Directions for this task: Beginning with the first line, please return the entries exactly through the line that contains "the eye. Pixel", and leave out all later lines.

** Opening Supplied material block **

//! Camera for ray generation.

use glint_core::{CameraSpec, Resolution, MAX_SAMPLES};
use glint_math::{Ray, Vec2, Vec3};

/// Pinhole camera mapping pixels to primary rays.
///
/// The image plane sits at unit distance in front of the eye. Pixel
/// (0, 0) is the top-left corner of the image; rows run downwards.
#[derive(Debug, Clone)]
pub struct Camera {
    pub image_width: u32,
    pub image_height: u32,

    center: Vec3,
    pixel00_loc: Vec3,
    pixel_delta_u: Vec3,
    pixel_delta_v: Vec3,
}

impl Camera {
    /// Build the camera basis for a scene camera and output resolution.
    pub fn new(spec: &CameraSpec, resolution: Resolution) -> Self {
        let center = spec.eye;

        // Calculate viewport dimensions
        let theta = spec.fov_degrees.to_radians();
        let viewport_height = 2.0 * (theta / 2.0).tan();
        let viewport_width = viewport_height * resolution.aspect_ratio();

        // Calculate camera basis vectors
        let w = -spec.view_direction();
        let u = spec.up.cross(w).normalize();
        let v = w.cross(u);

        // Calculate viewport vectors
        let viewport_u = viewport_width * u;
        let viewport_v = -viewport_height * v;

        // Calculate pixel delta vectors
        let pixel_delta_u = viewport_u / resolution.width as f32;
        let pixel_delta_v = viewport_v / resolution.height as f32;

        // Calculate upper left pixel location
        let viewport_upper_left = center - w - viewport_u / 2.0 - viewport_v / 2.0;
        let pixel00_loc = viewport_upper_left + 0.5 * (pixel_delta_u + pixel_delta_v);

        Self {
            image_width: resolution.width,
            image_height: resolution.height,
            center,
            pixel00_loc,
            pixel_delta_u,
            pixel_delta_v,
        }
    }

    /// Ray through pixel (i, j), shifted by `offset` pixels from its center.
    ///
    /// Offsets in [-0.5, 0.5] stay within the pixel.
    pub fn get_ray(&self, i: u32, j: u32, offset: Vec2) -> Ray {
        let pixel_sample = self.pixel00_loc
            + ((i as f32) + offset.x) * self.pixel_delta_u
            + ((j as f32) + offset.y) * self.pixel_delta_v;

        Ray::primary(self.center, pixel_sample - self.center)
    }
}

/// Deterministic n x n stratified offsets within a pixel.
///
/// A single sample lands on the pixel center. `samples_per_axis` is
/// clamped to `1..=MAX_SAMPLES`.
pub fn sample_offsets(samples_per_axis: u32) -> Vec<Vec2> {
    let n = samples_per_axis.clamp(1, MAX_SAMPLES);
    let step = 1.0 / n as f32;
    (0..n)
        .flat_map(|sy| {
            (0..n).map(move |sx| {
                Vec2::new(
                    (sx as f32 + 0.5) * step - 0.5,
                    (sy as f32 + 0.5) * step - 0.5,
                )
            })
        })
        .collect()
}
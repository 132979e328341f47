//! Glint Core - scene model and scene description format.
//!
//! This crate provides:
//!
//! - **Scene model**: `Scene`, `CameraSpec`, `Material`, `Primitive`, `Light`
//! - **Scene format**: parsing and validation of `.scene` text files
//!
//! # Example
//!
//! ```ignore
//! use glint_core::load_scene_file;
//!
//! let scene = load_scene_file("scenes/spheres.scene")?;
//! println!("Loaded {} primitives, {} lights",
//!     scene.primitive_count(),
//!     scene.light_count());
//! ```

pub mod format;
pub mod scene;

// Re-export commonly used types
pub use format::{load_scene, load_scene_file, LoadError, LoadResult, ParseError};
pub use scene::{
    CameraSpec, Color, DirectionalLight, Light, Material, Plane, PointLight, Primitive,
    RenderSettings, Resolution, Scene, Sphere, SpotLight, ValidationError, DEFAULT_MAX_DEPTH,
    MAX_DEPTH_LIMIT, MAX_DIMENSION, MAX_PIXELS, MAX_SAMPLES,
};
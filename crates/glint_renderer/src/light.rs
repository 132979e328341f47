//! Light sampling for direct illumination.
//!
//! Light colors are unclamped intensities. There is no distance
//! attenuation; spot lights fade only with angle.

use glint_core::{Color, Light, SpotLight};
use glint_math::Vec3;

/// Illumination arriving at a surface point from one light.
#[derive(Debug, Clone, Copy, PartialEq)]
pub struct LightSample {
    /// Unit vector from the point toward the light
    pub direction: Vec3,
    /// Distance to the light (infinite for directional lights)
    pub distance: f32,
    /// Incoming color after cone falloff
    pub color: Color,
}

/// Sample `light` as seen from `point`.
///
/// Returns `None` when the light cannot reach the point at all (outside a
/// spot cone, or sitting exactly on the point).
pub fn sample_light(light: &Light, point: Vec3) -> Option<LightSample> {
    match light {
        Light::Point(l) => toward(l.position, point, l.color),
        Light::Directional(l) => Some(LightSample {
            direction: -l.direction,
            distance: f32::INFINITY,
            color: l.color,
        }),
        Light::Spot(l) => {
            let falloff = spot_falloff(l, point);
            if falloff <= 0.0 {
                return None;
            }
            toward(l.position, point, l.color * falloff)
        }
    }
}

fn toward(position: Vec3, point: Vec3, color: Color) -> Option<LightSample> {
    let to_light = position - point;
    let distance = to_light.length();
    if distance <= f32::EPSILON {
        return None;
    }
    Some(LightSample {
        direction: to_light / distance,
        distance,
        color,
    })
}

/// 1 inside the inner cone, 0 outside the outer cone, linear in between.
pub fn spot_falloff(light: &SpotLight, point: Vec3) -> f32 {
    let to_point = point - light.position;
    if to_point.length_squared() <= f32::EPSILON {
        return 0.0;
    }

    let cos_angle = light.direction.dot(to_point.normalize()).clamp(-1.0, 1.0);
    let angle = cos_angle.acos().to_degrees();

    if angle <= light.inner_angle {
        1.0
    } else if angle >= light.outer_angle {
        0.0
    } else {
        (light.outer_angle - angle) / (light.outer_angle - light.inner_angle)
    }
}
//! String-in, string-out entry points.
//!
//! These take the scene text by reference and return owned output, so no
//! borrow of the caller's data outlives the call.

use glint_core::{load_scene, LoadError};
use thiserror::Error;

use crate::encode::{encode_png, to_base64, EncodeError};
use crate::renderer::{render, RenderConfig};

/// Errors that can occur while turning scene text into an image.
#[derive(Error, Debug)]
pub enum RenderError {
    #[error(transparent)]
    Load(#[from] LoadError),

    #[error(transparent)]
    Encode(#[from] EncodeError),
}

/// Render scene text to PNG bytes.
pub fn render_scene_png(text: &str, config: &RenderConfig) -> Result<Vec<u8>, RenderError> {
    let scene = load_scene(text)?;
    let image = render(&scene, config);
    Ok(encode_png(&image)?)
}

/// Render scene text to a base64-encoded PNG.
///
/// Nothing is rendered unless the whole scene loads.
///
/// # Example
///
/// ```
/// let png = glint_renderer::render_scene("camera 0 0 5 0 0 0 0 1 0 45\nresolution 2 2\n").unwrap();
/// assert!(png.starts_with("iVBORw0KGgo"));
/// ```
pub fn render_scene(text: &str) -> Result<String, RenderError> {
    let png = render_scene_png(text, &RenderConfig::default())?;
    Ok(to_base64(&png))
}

** Closing Supplied material block **

Output below:
//! Camera for ray generation.

use glint_core::{CameraSpec, Resolution, MAX_SAMPLES};
use glint_math::{Ray, Vec2, Vec3};

/// Pinhole camera mapping pixels to primary rays.
///
/// The image plane sits at unit distance in front of the eye. Pixel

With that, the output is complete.